# Sword Play



## kanjc (Nov 30, 2004)

I have a bad/not so bad habit of collecting swords, I have about 50 or so of them. The problem I have is I can't find anyplace to do training with them. I can find fencing in a few places and once in a blue moon the community colleges will have an Iaido class. Most the time if you ask your friends to sword fight they start wondering if they owe you money...  So, any suggestions?


----------



## Kane (Dec 1, 2004)

Use a close friend or family member. I'm sure it isn't too hard. If they are afraid of sword fighting with a real sword, use a wooden one.


----------



## sifu Adams (Dec 1, 2004)

We have swords in our form and its hard to use real sword and be realistic.  unless your are aiming to cut someones had or arm off.  I recently found thru tiger claw supplies foam swords.  they are great.  they are hard enough that you can block and parry and even dissarm but you also can beat the Hell out of someone and do no more than leave a few red marks.  I have started putting two foam swords, 2-3 foam bo staffs, and some rubber knives in the middle of the floor and tell my black belts "bow this way, bow to each other, fight" they love it.  Take a look at them I think that might help your partners.


----------



## Mark Lynn (Dec 1, 2004)

Depends upon what kind of sword play you are seeking.  Here are some suggestions.
1) Ask for training partners on some sword/blade forums, there might be someone close by in your area that could help.

2) Ask at your local martial arts store (maybe even at the local martial arts school) there might be someone there who knows of someone who teaches or who trains with swords.

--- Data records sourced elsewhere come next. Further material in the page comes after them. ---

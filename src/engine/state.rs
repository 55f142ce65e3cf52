//! Calculator statistics tracking

use std::sync::atomic::{AtomicU64, Ordering};
use std::time::Duration;
use serde::{Deserialize, Serialize};

/// Thread-safe evaluation counters
pub struct CalculatorState {
    total_evaluations: AtomicU64,
    stable: AtomicU64,
    unstable: AtomicU64,
    invalid: AtomicU64,
    total_duration_ns: AtomicU64,
}

impl CalculatorState {
    pub fn new() -> Self {
        Self {
            total_evaluations: AtomicU64::new(0),
            stable: AtomicU64::new(0),
            unstable: AtomicU64::new(0),
            invalid: AtomicU64::new(0),
            total_duration_ns: AtomicU64::new(0),
        }
    }

    pub fn record_stable(&self, elapsed: Duration) {
        self.total_evaluations.fetch_add(1, Ordering::Relaxed);
        self.stable.fetch_add(1, Ordering::Relaxed);
        self.add_duration(elapsed);
    }

    pub fn record_unstable(&self, elapsed: Duration) {
        self.total_evaluations.fetch_add(1, Ordering::Relaxed);
        self.unstable.fetch_add(1, Ordering::Relaxed);
        self.add_duration(elapsed);
    }

    pub fn record_invalid(&self) {
        self.total_evaluations.fetch_add(1, Ordering::Relaxed);
        self.invalid.fetch_add(1, Ordering::Relaxed);
    }

    fn add_duration(&self, elapsed: Duration) {
        let nanos = u64::try_from(elapsed.as_nanos()).unwrap_or(u64::MAX);
        self.total_duration_ns.fetch_add(nanos, Ordering::Relaxed);
    }

    /// Get current statistics
    pub fn stats(&self) -> CalculatorStats {
        CalculatorStats {
            total_evaluations: self.total_evaluations.load(Ordering::Relaxed),
            stable: self.stable.load(Ordering::Relaxed),
            unstable: self.unstable.load(Ordering::Relaxed),
            invalid: self.invalid.load(Ordering::Relaxed),
            total_duration_ns: self.total_duration_ns.load(Ordering::Relaxed),
        }
    }

    /// Reset all statistics
    pub fn reset(&self) {
        self.total_evaluations.store(0, Ordering::Relaxed);
        self.stable.store(0, Ordering::Relaxed);
        self.unstable.store(0, Ordering::Relaxed);
        self.invalid.store(0, Ordering::Relaxed);
        self.total_duration_ns.store(0, Ordering::Relaxed);
    }
}

impl Default for CalculatorState {
    fn default() -> Self {
        Self::new()
    }
}

/// Snapshot of calculator statistics
#[derive(Debug, Clone, Default, Serialize, Deserialize)]
pub struct CalculatorStats {
    pub total_evaluations: u64,
    pub stable: u64,
    pub unstable: u64,
    pub invalid: u64,
    pub total_duration_ns: u64,
}

impl CalculatorStats {
    /// Share of evaluations that ended unstable
    pub fn unstable_rate(&self) -> f64 {
        if self.total_evaluations == 0 {
            0.0
        } else {
            self.unstable as f64 / self.total_evaluations as f64
        }
    }

    /// Mean evaluation time over completed (stable or unstable) evaluations
    pub fn mean_duration(&self) -> Duration {
        let completed = self.stable + self.unstable;
        if completed == 0 {
            Duration::ZERO
        } else {
            Duration::from_nanos(self.total_duration_ns / completed)
        }
    }
}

3) Since you mentioned fencing, (I take it you aren't just seeking japanese sword work) have you tried a reneseance (pardon the spelling it's early   ) or medevial group like the SCA.  I remember back in college a group that practiced on the campus and they did mock sword training with heavy rattan sticks (used as swords) and metal helmets, body armour, shields and all.  At the last medevial type festival I went to they were using mock wooden swords that resembled real blades (like a boken but fashioned after a different style blade). 

4) If there are any medevial type festivals in your area you might ask around there.  A coworker of mine who is into that type of thing, has told me of a guy that's close by (us) that teaches some form of Italian sword work, and I guess stage combat.

What type of swords do you collect?

Mark


----------



## kanjc (Dec 1, 2004)

The Boar Man said:
			
		

> Depends upon what kind of sword play you are seeking. Here are some suggestions..... What type of swords do you collect?
> 
> Mark


Thanks for the suggestions , I have a couple of bokken and shinai for practice but, for some reason I can't get any friends or family to fight, I think it is because my little brother (22yrsold) and I were fencing in just tank tops and got marked up just a bit....I collect all types of swords Boar Man, I have rapiers,foils, broad swords, claymores, leaf blades, scimitar, cutlass, katana,wakizashi,tanto sets, fantasy blades etc...


----------



## Mark Lynn (Dec 1, 2004)

kanjc said:
			
		

> Thanks for the suggestions , I have a couple of bokken and shinai for practice but, for some reason I can't get any friends or family to fight, I think it is because my little brother (22yrsold) and I were fencing in just tank tops and got marked up just a bit....I collect all types of swords Boar Man, I have rapiers,foils, broad swords, claymores, leaf blades, scimitar, cutlass, katana,wakizashi,tanto sets, fantasy blades etc...



Cool.

A co-worker (friend and former student of mine) bought a japanese blade (I forget the technical name but it was just under the minimum length of a katana) that had some history behind it.  He asked if I knew anyone who could look at it and possibly tell if it was a real old blade or a fake.  I called an instructor who had taught me some Kobudo (he collected swords) and we met at his dojo and he examined my friend's sword and also let us examine some of his swords as well.

It was awesome to be handling swords that were 200-400 years old.  What a great night of instruction and talking about swords.  Anyway it inspired my friend to start collecting Japanese blades (mega bucks spent).  I have bought several swords/blades over the past 10-15 years, a WWII katana, a 1840 area Civil War sword, a kiris, a Dah (Burma or Thailand sword) and some large knives/mini swords from the Philippines I think.  But collection doesn't compare to my friends he's got several true old swords.

Take care
Mark


----------



## Ronin Warrior (Jan 11, 2005)

sweet. i wish i could buy some katanas and some asura knives, but i can never find them.


----------



## 47MartialMan (Mar 6, 2005)

Nice collection, but I wouldn't go to extreme with "playing" with them. If you cannot find a qualified kendo or fencing instructor, you could get into a world of trouble in the future.


----------